Exercise details:
Pick out all lines of the entries that include the word "seen" and copy them.

Task input:

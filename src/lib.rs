// Copyright 2025 RustFS Team
//
// Licensed under the Apache License, Version 2.0 (the "License");
// you may not use this file except in compliance with the License.
// You may obtain a copy of the License at
//
//     http://www.apache.org/licenses/LICENSE-2.0
//
// Unless required by applicable law or agreed to in writing, software
// distributed under the License is distributed on an "AS IS" BASIS,
// WITHOUT WARRANTIES OR CONDITIONS OF ANY KIND, either express or implied.
// See the License for the specific language governing permissions and
// limitations under the License.

use crate::client::{RuleClient, RuleSource};
use crate::config::ServerArgs;
use crate::console::state::AppState;
use crate::context::Context;
use crate::operator::Operator;
use crate::rules::cache::RuleCache;
use crate::rules::file::OperatorRuleFileNaming;
use crate::rules::registry::RulerRegistry;
use crate::types::v1::prometheus::Prometheus;
use crate::types::v1::prometheus_rule::PrometheusRule;
use crate::types::v1::thanos_ruler::ThanosRuler;
use futures::StreamExt;
use k8s_openapi::api::core::v1 as corev1;
use kube::CustomResourceExt;
use kube::runtime::{WatchStreamExt, reflector, watcher};
use kube::{Api, Client};
use std::pin::Pin;
use std::sync::Arc;
use tokio::io::{AsyncWrite, AsyncWriteExt};
use tracing::{info, warn};
use tracing_subscriber::EnvFilter;

pub mod client;
pub mod config;
pub mod console;
mod context;
pub mod operator;
pub mod rules;
pub mod types;

#[cfg(test)]
mod tests;

pub async fn run(args: ServerArgs) -> Result<(), Box<dyn std::error::Error>> {
    tracing_subscriber::fmt()
        .with_env_filter(EnvFilter::try_from_default_env().unwrap_or_else(|_| EnvFilter::new("info")))
        .with_level(true)
        .with_file(true)
        .with_line_number(true)
        .with_target(true)
        .init();

    let client = Client::try_default().await?;

    let (namespaces, namespace_writer) = reflector::store::<corev1::Namespace>();
    let namespace_watch = reflector(
        namespace_writer,
        watcher(
            Api::<corev1::Namespace>::all(client.clone()),
            watcher::Config::default(),
        ),
    )
    .default_backoff()
    .for_each(|res| async move {
        if let Err(e) = res {
            warn!("namespace watch failed: {}", e);
        }
    });

    let cache = Arc::new(RuleCache::new());
    let rule_watch = watcher(
        Api::<PrometheusRule>::all(client.clone()),
        watcher::Config::default(),
    )
    .default_backoff()
    .for_each(|res| {
        let cache = cache.clone();
        async move {
            match res {
                Ok(event) => cache.handle_event(event).await,
                Err(e) => warn!("rule resource watch failed: {}", e),
            }
        }
    });

    let store = Arc::new(Context::new(client.clone(), namespaces.clone()));
    let rulers = Arc::new(RulerRegistry::new(
        store,
        args.ruler_options(),
        args.prometheus_name.clone(),
        args.thanos_ruler_name.clone(),
    ));

    let prometheus_watch = watcher(
        Api::<Prometheus>::namespaced(client.clone(), &args.monitoring_namespace),
        watcher::Config::default(),
    )
    .default_backoff()
    .for_each(|res| {
        let rulers = rulers.clone();
        async move {
            match res {
                Ok(event) => rulers.handle_prometheus_event(event).await,
                Err(e) => warn!("prometheus watch failed: {}", e),
            }
        }
    });

    let thanos_ruler_watch = watcher(
        Api::<ThanosRuler>::namespaced(client.clone(), &args.monitoring_namespace),
        watcher::Config::default(),
    )
    .default_backoff()
    .for_each(|res| {
        let rulers = rulers.clone();
        async move {
            match res {
                Ok(event) => rulers.handle_thanos_ruler_event(event).await,
                Err(e) => warn!("thanos ruler watch failed: {}", e),
            }
        }
    });

    let prometheus: Arc<dyn RuleSource> = Arc::new(RuleClient::new(
        &args.prometheus_endpoint,
        args.query_timeout,
    )?);
    let thanos: Option<Arc<dyn RuleSource>> = if args.thanos_ruler_endpoint.is_empty() {
        None
    } else {
        Some(Arc::new(RuleClient::new(
            &args.thanos_ruler_endpoint,
            args.query_timeout,
        )?))
    };

    let operator = Operator::new(
        cache.clone(),
        rulers.clone(),
        prometheus,
        thanos,
        Arc::new(OperatorRuleFileNaming),
        args.operator_options(),
    );
    let state = AppState::new(Arc::new(operator));

    let ready_state = state.clone();
    tokio::spawn(async move {
        if let Err(e) = namespaces.wait_until_ready().await {
            warn!("namespace cache never synced: {}", e);
            return;
        }
        ready_state.ready_when_synced().await;
        info!("namespace, rule resource and rule engine caches synced");
    });

    tokio::select! {
        _ = namespace_watch => warn!("namespace watch ended"),
        _ = rule_watch => warn!("rule resource watch ended"),
        _ = prometheus_watch => warn!("prometheus watch ended"),
        _ = thanos_ruler_watch => warn!("thanos ruler watch ended"),
        res = console::server::run(args.port, state, args.request_timeout) => res?,
    }

    Ok(())
}

/// Writes the definitions of the resources the engine reads.
pub async fn crd(file: Option<String>) -> Result<(), Box<dyn std::error::Error>> {
    let mut writer: Pin<Box<dyn AsyncWrite + Send>> = if let Some(file) = file {
        Box::pin(
            tokio::fs::OpenOptions::new()
                .create(true)
                .truncate(true)
                .write(true)
                .open(file)
                .await?,
        )
    } else {
        Box::pin(tokio::io::stdout())
    };

    let documents = [
        serde_yaml_ng::to_string(&PrometheusRule::crd())?,
        serde_yaml_ng::to_string(&Prometheus::crd())?,
        serde_yaml_ng::to_string(&ThanosRuler::crd())?,
    ];
    writer
        .write_all(documents.join("---\n").as_bytes())
        .await?;
    writer.flush().await?;

    Ok(())
}
impl Operator {
    pub fn new(
        cache: Arc<RuleCache>,
        rulers: Arc<RulerRegistry>,
        prometheus: Arc<dyn RuleSource>,
        thanos: Option<Arc<dyn RuleSource>>,
        naming: Arc<dyn RuleFileNaming>,
        options: OperatorOptions,
    ) -> Self {
        Self {
            cache,
            rulers,
            prometheus,
            thanos,
            naming,
            options,
        }
    }

    /// Waits until the rule cache and the engine registry have each seen a
    /// full list, so reads and existence checks see stored rules.
    pub async fn wait_until_synced(&self) {
        self.cache.wait_until_synced().await;
        self.rulers.wait_until_synced().await;
    }

    pub async fn list_custom_alerting_rules(
        &self,
        namespace: &str,
        query: &AlertingRuleQueryParams,
    ) -> Result<GettableAlertingRuleList> {
        let rules = self.custom_rules_status(namespace).await?;
        let mut rules = query.filter(rules);
        query.sort(&mut rules);
        Ok(GettableAlertingRuleList {
            total: rules.len(),
            items: query.sub(&rules),
        })
    }

    pub async fn list_custom_rules_alerts(
        &self,
        namespace: &str,
        query: &AlertQueryParams,
    ) -> Result<AlertList> {
        let rules = self.custom_rules_status(namespace).await?;
        Ok(page_alerts(rules, query))
    }

    pub async fn get_custom_alerting_rule(
        &self,
        namespace: &str,
        name: &str,
    ) -> Result<GettableAlertingRule> {
        let ruler = self.thanos_ruler().await?;
        let scope = self.scope(namespace);
        let resources = self
            .cache
            .list_rules(ruler.as_ref(), &scope.namespace, &scope.extra)
            .await?;
        let item = cache::find_rule(&resources, ruler.lookup_key(), name)
            .context(NotFoundSnafu { name })?;
        let live = self.thanos_live_rules().await?;

        let chunk = RuleChunk {
            namespace: &scope.namespace,
            level: scope.level,
            custom: true,
            resources: &resources,
        };
        Ok(status::get_alerting_rule_status(
            &chunk,
            item,
            &live,
            &ruler.external_labels(),
            self.naming.as_ref(),
        ))
    }

    pub async fn list_custom_specified_rule_alerts(
        &self,
        namespace: &str,
        name: &str,
    ) -> Result<AlertList> {
        let rule = self.get_custom_alerting_rule(namespace, name).await?;
        Ok(AlertList {
            total: rule.alerts.len(),
            items: rule.alerts,
        })
    }

    pub async fn create_custom_alerting_rule(
        &self,
        namespace: &str,
        rule: PostableAlertingRule,
    ) -> Result<()> {
        let ruler = self.thanos_ruler().await?;
        let scope = self.scope(namespace);
        self.create_rule(ruler.as_ref(), &scope, rule).await
    }

    pub async fn update_custom_alerting_rule(
        &self,
        namespace: &str,
        name: &str,
        mut rule: PostableAlertingRule,
    ) -> Result<()> {
        if rule.name.is_empty() {
            rule.name = name.to_string();
        }
        ensure!(
            rule.name == name,
            NameMismatchSnafu {
                name,
                body_name: rule.name.clone(),
            }
        );
        let ruler = self.thanos_ruler().await?;
        let scope = self.scope(namespace);
        self.update_rule(ruler.as_ref(), &scope, rule).await
    }

    pub async fn delete_custom_alerting_rule(&self, namespace: &str, name: &str) -> Result<()> {
        let ruler = self.thanos_ruler().await?;
        let scope = self.scope(namespace);
        self.delete_rule(ruler.as_ref(), &scope, name).await
    }

    /// Creates the rules that do not exist yet and updates the others.
    pub async fn create_or_update_custom_alerting_rules(
        &self,
        namespace: &str,
        rules: Vec<PostableAlertingRule>,
    ) -> Result<BulkResponse> {
        let ruler = self.thanos_ruler().await?;
        let scope = self.scope(namespace);
        let resources = self
            .cache
            .list_rules(ruler.as_ref(), &scope.namespace, &scope.extra)
            .await?;

        let mut seen = HashSet::new();
        let mut items = Vec::with_capacity(rules.len());
        for rule in rules {
            let name = rule.name.clone();
            if !seen.insert(name.clone()) {
                items.push(BulkItemResponse::error(
                    name,
                    BulkErrorType::DuplicateName,
                    "rule name is duplicated in the request",
                ));
                continue;
            }

            let exists = cache::find_rule(&resources, ruler.lookup_key(), &name).is_some();
            let outcome = if exists {
                self.update_rule(ruler.as_ref(), &scope, rule)
                    .await
                    .map(|_| BulkResult::Updated)
            } else {
                self.create_rule(ruler.as_ref(), &scope, rule)
                    .await
                    .map(|_| BulkResult::Created)
            };
            items.push(bulk_item(name, outcome));
        }
        Ok(BulkResponse::from_items(items))
    }

    pub async fn delete_custom_alerting_rules(
        &self,
        namespace: &str,
        names: Vec<String>,
    ) -> Result<BulkResponse> {
        let ruler = self.thanos_ruler().await?;
        let scope = self.scope(namespace);

        let mut items = Vec::with_capacity(names.len());
        for name in names {
            let outcome = self
                .delete_rule(ruler.as_ref(), &scope, &name)
                .await
                .map(|_| BulkResult::Deleted);
            items.push(bulk_item(name, outcome));
        }
        Ok(BulkResponse::from_items(items))
    }

    pub async fn list_builtin_alerting_rules(
        &self,
        query: &AlertingRuleQueryParams,
    ) -> Result<GettableAlertingRuleList> {
        let rules = self.builtin_rules_status(None).await?;
        let mut rules = query.filter(rules);
        query.sort(&mut rules);
        Ok(GettableAlertingRuleList {
            total: rules.len(),
            items: query.sub(&rules),
        })
    }

    pub async fn list_builtin_rules_alerts(&self, query: &AlertQueryParams) -> Result<AlertList> {
        let rules = self.builtin_rules_status(None).await?;
        Ok(page_alerts(rules, query))
    }

    pub async fn get_builtin_alerting_rule(&self, id: &str) -> Result<GettableAlertingRule> {
        self.builtin_rules_status(Some(id))
            .await?
            .into_iter()
            .next()
            .context(NotFoundSnafu { name: id })
    }

    pub async fn list_builtin_specified_rule_alerts(&self, id: &str) -> Result<AlertList> {
        let rule = self.get_builtin_alerting_rule(id).await?;
        Ok(AlertList {
            total: rule.alerts.len(),
            items: rule.alerts,
        })
    }

    async fn create_rule(
        &self,
        ruler: &dyn Ruler,
        scope: &Scope,
        mut rule: PostableAlertingRule,
    ) -> Result<()> {
        rule.validate().context(InvalidRuleSnafu)?;
        let existing = self
            .cache
            .get_rule(ruler, &scope.namespace, &scope.extra, &rule.name)
            .await?;
        ensure!(existing.is_none(), AlreadyExistsSnafu { name: &rule.name });

        self.prepare(scope, &mut rule)?;
        ruler
            .add_alerting_rule(
                &scope.namespace,
                &scope.extra,
                &self.options.custom_rule_group,
                &rule.to_prometheus_rule(),
                &self.resource_labels(scope.level),
            )
            .await?;
        info!(namespace = %scope.namespace, level = %scope.level, rule = %rule.name, "created alerting rule");
        Ok(())
    }

    async fn update_rule(
        &self,
        ruler: &dyn Ruler,
        scope: &Scope,
        mut rule: PostableAlertingRule,
    ) -> Result<()> {
        rule.validate().context(InvalidRuleSnafu)?;
        let existing = self
            .cache
            .get_rule(ruler, &scope.namespace, &scope.extra, &rule.name)
            .await?
            .context(NotFoundSnafu { name: &rule.name })?;

        self.prepare(scope, &mut rule)?;
        ruler
            .update_alerting_rule(
                &scope.namespace,
                &scope.extra,
                &existing.group,
                &rule.to_prometheus_rule(),
                &self.resource_labels(scope.level),
            )
            .await?;
        info!(namespace = %scope.namespace, level = %scope.level, rule = %rule.name, "updated alerting rule");
        Ok(())
    }

    async fn delete_rule(&self, ruler: &dyn Ruler, scope: &Scope, name: &str) -> Result<()> {
        self.cache
            .get_rule(ruler, &scope.namespace, &scope.extra, name)
            .await?
            .context(NotFoundSnafu { name })?;
        ruler
            .delete_alerting_rule(&scope.namespace, &scope.extra, name)
            .await?;
        info!(namespace = %scope.namespace, level = %scope.level, rule = %name, "deleted alerting rule");
        Ok(())
    }

    async fn custom_rules_status(&self, namespace: &str) -> Result<Vec<GettableAlertingRule>> {
        let ruler = self.thanos_ruler().await?;
        let scope = self.scope(namespace);
        let resources = self
            .cache
            .list_rules(ruler.as_ref(), &scope.namespace, &scope.extra)
            .await?;
        let live = self.thanos_live_rules().await?;

        let chunk = RuleChunk {
            namespace: &scope.namespace,
            level: scope.level,
            custom: true,
            resources: &resources,
        };
        Ok(status::get_alerting_rules_status(
            &chunk,
            &live,
            &ruler.external_labels(),
            self.naming.as_ref(),
        ))
    }

    // Every builtin rule, or only the one with `id`.
    async fn builtin_rules_status(&self, id: Option<&str>) -> Result<Vec<GettableAlertingRule>> {
        let live = self
            .prometheus
            .alerting_rules(&[])
            .await
            .context(QuerySnafu {
                engine: "prometheus",
            })?;

        let Some(ruler) = self.rulers.prometheus_ruler().await else {
            return Ok(status::parse_alerting_rules(
                &live,
                &BTreeMap::new(),
                RuleLevel::Cluster,
                |_, rule_id, _| id.is_none_or(|id| id == rule_id),
            ));
        };

        let extra = Selector::from_requirement(Requirement::DoesNotExist(
            LABEL_KEY_RULE_LEVEL.to_string(),
        ));
        let namespace = &self.options.rules_namespace;
        let resources = self
            .cache
            .list_rules(ruler.as_ref(), namespace, &extra)
            .await?;
        let chunk = RuleChunk {
            namespace,
            level: RuleLevel::Cluster,
            custom: false,
            resources: &resources,
        };
        let external_labels = ruler.external_labels();

        match id {
            None => Ok(status::get_alerting_rules_status(
                &chunk,
                &live,
                &external_labels,
                self.naming.as_ref(),
            )),
            Some(id) => Ok(cache::find_rule(&resources, ruler.lookup_key(), id)
                .map(|item| {
                    status::get_alerting_rule_status(
                        &chunk,
                        item,
                        &live,
                        &external_labels,
                        self.naming.as_ref(),
                    )
                })
                .into_iter()
                .collect()),
        }
    }

    async fn thanos_ruler(&self) -> Result<Arc<dyn Ruler>> {
        self.rulers.thanos_ruler().await.context(EngineNotEnabledSnafu {
            engine: "thanos ruler",
        })
    }

    async fn thanos_live_rules(&self) -> Result<Vec<client::RuleGroup>> {
        let source = self.thanos.as_ref().context(EngineNotEnabledSnafu {
            engine: "thanos ruler",
        })?;
        source.alerting_rules(&[]).await.context(QuerySnafu {
            engine: "thanos ruler",
        })
    }

    // An empty namespace addresses cluster level rules.
    fn scope(&self, namespace: &str) -> Scope {
        let (namespace, level) = if namespace.is_empty() {
            (self.options.rules_namespace.clone(), RuleLevel::Cluster)
        } else {
            (namespace.to_string(), RuleLevel::Namespace)
        };
        Scope {
            namespace,
            level,
            extra: Selector::from_labels([(LABEL_KEY_RULE_LEVEL, level.to_string())]),
        }
    }

    fn prepare(&self, scope: &Scope, rule: &mut PostableAlertingRule) -> Result<()> {
        if scope.level == RuleLevel::Namespace {
            rule.query = promql::inject_label_matcher(&rule.query, NAMESPACE_LABEL, &scope.namespace)
                .context(InvalidQuerySnafu {
                    namespace: &scope.namespace,
                })?;
        }
        rule.set_update_time(Utc::now());
        Ok(())
    }

    fn resource_labels(&self, level: RuleLevel) -> BTreeMap<String, String> {
        let mut labels = self.options.custom_rule_resource_labels.clone();
        labels.insert(LABEL_KEY_RULE_LEVEL.to_string(), level.to_string());
        labels
    }
}
fn main() -> Result<(), Box<dyn std::error::Error>> {
    shadow()?;

    Ok(())
}

fn shadow() -> shadow_rs::SdResult<()> {
    shadow_rs::ShadowBuilder::builder().build()?;
    Ok(())
}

Task solution:
    /// Waits until the rule cache and the engine registry have each seen a
        let mut seen = HashSet::new();
            if !seen.insert(name.clone()) {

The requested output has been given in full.